[Excerpts from a dataset]
────────

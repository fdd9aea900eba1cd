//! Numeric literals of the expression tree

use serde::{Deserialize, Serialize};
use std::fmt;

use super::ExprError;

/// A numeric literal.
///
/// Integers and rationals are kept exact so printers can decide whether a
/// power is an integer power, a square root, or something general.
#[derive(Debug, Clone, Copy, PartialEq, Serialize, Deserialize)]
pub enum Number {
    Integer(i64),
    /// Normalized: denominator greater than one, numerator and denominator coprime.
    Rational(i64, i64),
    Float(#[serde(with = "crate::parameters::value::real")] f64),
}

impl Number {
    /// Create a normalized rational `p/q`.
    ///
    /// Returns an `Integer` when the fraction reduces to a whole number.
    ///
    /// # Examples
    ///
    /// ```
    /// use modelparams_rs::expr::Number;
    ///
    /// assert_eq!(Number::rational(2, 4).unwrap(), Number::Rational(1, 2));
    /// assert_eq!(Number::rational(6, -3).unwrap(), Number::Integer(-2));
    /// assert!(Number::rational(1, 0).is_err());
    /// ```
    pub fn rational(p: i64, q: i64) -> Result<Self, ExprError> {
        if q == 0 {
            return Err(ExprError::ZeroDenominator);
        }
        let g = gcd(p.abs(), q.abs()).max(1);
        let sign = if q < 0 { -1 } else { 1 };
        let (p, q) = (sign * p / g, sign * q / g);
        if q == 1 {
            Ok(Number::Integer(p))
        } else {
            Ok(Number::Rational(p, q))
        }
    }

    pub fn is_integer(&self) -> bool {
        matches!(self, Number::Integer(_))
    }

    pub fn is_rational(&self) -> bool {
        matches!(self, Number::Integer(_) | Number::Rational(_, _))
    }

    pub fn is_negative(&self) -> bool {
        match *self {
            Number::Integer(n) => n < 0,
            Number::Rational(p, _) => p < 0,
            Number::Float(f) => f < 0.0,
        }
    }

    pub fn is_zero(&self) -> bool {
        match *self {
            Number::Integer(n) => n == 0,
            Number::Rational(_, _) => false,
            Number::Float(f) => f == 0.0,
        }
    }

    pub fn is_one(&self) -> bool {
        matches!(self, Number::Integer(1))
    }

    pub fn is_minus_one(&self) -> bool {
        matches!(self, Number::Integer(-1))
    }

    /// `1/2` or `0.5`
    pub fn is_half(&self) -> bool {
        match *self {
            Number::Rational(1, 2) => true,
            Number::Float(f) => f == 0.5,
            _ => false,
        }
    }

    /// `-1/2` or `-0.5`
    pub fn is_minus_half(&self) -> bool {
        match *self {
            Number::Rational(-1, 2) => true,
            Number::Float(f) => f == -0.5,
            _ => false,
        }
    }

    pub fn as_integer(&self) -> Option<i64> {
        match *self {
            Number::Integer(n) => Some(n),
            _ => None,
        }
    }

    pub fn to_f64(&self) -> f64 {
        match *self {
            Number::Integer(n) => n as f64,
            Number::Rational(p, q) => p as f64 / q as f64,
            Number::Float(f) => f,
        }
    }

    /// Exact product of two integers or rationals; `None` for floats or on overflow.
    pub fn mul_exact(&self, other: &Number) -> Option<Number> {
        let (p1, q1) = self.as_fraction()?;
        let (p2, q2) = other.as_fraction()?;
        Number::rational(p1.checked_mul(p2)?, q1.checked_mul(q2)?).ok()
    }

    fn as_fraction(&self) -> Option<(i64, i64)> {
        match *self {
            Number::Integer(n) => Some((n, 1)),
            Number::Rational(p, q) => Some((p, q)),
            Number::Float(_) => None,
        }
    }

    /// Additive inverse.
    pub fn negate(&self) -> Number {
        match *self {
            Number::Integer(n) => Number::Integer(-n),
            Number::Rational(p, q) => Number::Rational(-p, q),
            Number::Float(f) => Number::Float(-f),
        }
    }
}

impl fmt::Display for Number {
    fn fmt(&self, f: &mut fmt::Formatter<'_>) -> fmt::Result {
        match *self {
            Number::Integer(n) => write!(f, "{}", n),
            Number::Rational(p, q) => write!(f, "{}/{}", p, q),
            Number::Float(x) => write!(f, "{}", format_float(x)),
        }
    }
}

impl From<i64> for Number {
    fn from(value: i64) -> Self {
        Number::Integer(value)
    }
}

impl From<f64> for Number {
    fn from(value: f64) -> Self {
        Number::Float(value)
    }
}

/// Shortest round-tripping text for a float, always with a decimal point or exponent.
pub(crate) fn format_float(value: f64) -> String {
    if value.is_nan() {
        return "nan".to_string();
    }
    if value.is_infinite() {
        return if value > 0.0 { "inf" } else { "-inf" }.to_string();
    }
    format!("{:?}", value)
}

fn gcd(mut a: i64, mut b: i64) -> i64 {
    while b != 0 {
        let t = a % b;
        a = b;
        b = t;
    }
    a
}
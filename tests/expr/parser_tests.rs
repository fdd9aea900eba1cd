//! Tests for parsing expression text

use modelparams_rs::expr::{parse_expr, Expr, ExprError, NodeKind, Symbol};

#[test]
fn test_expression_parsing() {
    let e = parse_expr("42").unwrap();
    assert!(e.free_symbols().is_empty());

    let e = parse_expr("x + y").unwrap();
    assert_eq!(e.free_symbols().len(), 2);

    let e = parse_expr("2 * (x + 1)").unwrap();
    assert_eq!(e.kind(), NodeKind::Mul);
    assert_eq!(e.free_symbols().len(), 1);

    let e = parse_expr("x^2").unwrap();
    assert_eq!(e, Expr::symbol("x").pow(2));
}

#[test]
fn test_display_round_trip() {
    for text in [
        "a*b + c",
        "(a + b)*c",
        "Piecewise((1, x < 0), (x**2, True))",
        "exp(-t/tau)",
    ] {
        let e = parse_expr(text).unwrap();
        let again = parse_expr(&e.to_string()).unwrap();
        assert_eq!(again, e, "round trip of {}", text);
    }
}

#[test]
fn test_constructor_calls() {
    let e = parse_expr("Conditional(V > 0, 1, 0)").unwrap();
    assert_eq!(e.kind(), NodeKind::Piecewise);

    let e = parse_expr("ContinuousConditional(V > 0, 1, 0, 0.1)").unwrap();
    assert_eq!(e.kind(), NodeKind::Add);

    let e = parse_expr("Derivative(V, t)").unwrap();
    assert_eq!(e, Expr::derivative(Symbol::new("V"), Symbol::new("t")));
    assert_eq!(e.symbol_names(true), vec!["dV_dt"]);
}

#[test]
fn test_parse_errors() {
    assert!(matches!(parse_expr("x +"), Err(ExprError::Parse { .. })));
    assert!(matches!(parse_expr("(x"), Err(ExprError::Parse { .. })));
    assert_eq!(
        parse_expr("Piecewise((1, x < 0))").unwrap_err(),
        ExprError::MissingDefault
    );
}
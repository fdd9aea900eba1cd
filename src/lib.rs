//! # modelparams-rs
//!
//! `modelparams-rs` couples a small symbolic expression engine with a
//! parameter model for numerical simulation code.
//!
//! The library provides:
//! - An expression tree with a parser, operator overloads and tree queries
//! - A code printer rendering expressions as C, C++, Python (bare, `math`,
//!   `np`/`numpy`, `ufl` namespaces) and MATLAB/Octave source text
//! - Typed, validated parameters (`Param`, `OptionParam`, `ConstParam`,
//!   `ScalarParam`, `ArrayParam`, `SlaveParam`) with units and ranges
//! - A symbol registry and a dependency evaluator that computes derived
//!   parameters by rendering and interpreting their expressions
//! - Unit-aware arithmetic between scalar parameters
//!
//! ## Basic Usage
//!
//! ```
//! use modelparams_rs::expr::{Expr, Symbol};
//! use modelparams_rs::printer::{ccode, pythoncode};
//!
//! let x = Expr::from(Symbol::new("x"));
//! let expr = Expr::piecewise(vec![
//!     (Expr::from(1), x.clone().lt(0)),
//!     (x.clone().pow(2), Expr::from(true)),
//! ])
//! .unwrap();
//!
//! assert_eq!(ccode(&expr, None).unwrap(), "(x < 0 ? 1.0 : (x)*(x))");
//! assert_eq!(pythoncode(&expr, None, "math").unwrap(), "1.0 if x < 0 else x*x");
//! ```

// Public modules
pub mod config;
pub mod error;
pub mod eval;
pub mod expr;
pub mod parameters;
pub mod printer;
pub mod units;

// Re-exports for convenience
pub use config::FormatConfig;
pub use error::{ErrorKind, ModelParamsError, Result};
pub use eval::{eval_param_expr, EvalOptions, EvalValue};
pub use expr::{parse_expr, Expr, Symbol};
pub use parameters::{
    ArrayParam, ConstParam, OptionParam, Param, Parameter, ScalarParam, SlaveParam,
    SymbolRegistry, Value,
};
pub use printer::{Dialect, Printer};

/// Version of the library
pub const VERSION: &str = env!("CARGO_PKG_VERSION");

────────

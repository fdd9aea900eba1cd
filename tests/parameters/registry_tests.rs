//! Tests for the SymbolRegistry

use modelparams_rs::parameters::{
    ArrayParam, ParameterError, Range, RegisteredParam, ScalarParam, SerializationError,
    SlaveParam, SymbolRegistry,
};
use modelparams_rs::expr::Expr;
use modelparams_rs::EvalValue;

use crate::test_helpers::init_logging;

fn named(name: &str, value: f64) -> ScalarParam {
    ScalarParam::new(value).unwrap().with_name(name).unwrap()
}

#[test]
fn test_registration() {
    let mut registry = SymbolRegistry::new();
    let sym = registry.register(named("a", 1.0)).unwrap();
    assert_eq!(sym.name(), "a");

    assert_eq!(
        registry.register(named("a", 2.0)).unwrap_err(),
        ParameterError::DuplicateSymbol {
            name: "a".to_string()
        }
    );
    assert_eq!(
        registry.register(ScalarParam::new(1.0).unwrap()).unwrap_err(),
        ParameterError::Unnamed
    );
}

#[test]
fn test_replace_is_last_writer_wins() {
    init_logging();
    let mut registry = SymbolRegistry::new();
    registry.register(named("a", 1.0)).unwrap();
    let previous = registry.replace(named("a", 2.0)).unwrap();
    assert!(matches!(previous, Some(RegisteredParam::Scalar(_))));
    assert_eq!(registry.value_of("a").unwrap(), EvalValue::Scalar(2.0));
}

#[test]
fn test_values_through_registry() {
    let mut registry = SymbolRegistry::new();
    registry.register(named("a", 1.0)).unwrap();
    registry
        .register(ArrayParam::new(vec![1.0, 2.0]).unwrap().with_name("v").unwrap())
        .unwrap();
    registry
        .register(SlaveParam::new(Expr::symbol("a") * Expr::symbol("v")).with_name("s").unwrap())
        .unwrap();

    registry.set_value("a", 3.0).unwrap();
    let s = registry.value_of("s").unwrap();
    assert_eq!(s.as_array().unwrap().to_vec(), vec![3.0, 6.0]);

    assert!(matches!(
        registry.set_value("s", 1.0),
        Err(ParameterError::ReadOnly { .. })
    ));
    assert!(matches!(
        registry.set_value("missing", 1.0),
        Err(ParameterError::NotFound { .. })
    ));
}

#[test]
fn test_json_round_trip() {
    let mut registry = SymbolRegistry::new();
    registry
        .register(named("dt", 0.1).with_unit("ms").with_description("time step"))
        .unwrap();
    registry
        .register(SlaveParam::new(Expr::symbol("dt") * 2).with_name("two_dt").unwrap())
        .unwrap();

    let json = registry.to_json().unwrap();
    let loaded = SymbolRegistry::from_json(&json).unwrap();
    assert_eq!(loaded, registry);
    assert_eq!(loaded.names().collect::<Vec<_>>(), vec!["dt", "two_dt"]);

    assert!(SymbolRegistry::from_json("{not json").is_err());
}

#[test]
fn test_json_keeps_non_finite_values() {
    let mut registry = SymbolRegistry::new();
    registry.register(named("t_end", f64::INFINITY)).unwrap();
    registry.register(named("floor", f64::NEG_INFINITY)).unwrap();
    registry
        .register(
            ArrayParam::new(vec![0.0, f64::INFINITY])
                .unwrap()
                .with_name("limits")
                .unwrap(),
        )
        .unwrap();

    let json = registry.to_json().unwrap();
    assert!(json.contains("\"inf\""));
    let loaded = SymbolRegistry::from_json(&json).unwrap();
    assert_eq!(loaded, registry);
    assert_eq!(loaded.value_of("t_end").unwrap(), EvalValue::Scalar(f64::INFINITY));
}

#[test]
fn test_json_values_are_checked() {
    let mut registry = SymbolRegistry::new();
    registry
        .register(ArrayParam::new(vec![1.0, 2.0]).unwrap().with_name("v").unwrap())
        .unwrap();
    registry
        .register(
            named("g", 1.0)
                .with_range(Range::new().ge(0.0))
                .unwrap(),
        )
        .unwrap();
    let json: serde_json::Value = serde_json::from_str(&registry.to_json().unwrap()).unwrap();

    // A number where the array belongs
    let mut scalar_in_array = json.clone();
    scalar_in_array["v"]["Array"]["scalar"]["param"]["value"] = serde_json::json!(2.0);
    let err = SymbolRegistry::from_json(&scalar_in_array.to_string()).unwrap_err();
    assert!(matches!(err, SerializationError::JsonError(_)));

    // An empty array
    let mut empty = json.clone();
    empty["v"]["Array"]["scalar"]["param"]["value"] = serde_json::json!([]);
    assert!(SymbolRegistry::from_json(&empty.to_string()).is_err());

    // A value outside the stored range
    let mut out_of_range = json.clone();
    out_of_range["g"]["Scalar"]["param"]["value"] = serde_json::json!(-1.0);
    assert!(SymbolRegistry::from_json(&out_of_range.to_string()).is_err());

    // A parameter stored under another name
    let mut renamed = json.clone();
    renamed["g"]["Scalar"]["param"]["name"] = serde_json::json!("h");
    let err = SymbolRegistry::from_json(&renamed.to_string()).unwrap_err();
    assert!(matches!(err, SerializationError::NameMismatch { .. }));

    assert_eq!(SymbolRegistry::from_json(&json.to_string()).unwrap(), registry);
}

────────

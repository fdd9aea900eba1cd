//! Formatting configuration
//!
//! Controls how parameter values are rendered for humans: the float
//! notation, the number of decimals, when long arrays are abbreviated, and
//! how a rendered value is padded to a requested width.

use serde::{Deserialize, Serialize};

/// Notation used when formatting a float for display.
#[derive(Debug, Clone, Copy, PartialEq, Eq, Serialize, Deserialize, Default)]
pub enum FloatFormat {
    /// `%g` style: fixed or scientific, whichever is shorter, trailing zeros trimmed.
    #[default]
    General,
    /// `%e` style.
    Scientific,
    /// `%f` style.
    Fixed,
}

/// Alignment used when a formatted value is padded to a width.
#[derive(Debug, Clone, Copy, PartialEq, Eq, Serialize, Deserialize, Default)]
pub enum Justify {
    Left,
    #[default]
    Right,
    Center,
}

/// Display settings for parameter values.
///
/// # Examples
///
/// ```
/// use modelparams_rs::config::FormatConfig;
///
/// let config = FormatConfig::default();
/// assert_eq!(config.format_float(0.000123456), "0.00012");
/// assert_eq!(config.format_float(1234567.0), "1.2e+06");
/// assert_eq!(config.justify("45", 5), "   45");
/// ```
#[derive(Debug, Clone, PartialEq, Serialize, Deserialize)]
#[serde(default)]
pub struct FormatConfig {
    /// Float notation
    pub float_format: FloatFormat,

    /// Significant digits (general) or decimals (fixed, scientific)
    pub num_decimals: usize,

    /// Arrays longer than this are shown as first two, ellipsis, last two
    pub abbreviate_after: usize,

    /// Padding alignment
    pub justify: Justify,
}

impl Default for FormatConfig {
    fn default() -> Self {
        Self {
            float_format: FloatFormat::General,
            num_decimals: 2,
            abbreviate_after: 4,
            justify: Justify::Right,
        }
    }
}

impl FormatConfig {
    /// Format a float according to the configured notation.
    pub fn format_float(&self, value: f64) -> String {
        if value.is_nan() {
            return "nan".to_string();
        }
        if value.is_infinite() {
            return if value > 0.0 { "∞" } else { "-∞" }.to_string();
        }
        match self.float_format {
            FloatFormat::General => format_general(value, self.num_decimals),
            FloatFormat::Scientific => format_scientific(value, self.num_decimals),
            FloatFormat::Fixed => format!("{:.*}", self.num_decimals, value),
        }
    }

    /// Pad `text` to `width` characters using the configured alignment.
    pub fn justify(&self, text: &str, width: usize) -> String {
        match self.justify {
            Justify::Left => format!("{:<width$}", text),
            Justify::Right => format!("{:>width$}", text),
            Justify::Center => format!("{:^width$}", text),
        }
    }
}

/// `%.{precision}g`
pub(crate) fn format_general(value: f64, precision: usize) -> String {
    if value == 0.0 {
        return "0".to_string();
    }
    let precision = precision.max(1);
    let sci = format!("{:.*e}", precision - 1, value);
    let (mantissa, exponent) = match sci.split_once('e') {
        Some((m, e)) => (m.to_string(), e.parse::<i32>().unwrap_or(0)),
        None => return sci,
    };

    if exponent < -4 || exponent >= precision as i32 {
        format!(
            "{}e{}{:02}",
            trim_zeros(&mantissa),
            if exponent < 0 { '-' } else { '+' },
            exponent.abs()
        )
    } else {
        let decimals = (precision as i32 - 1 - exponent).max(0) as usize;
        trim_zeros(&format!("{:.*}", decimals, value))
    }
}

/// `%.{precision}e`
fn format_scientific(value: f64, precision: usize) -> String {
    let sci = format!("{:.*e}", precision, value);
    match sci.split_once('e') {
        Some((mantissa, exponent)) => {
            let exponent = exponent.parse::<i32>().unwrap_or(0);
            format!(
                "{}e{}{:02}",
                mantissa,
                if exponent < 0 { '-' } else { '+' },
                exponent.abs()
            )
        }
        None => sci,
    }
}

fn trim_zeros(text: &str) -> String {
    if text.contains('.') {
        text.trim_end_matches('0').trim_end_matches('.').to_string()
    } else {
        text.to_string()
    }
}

────────

What is required
What you return should be exactly the lines above, starting at the one with "use super::ExprError;" and ending at the one with "#[derive(Debug, Clone, Copy, PartialEq, Serialize, Deserialize)]", and nothing else.

Output for this task
use super::ExprError;

/// A numeric literal.
///
/// Integers and rationals are kept exact so printers can decide whether a
/// power is an integer power, a square root, or something general.
#[derive(Debug, Clone, Copy, PartialEq, Serialize, Deserialize)]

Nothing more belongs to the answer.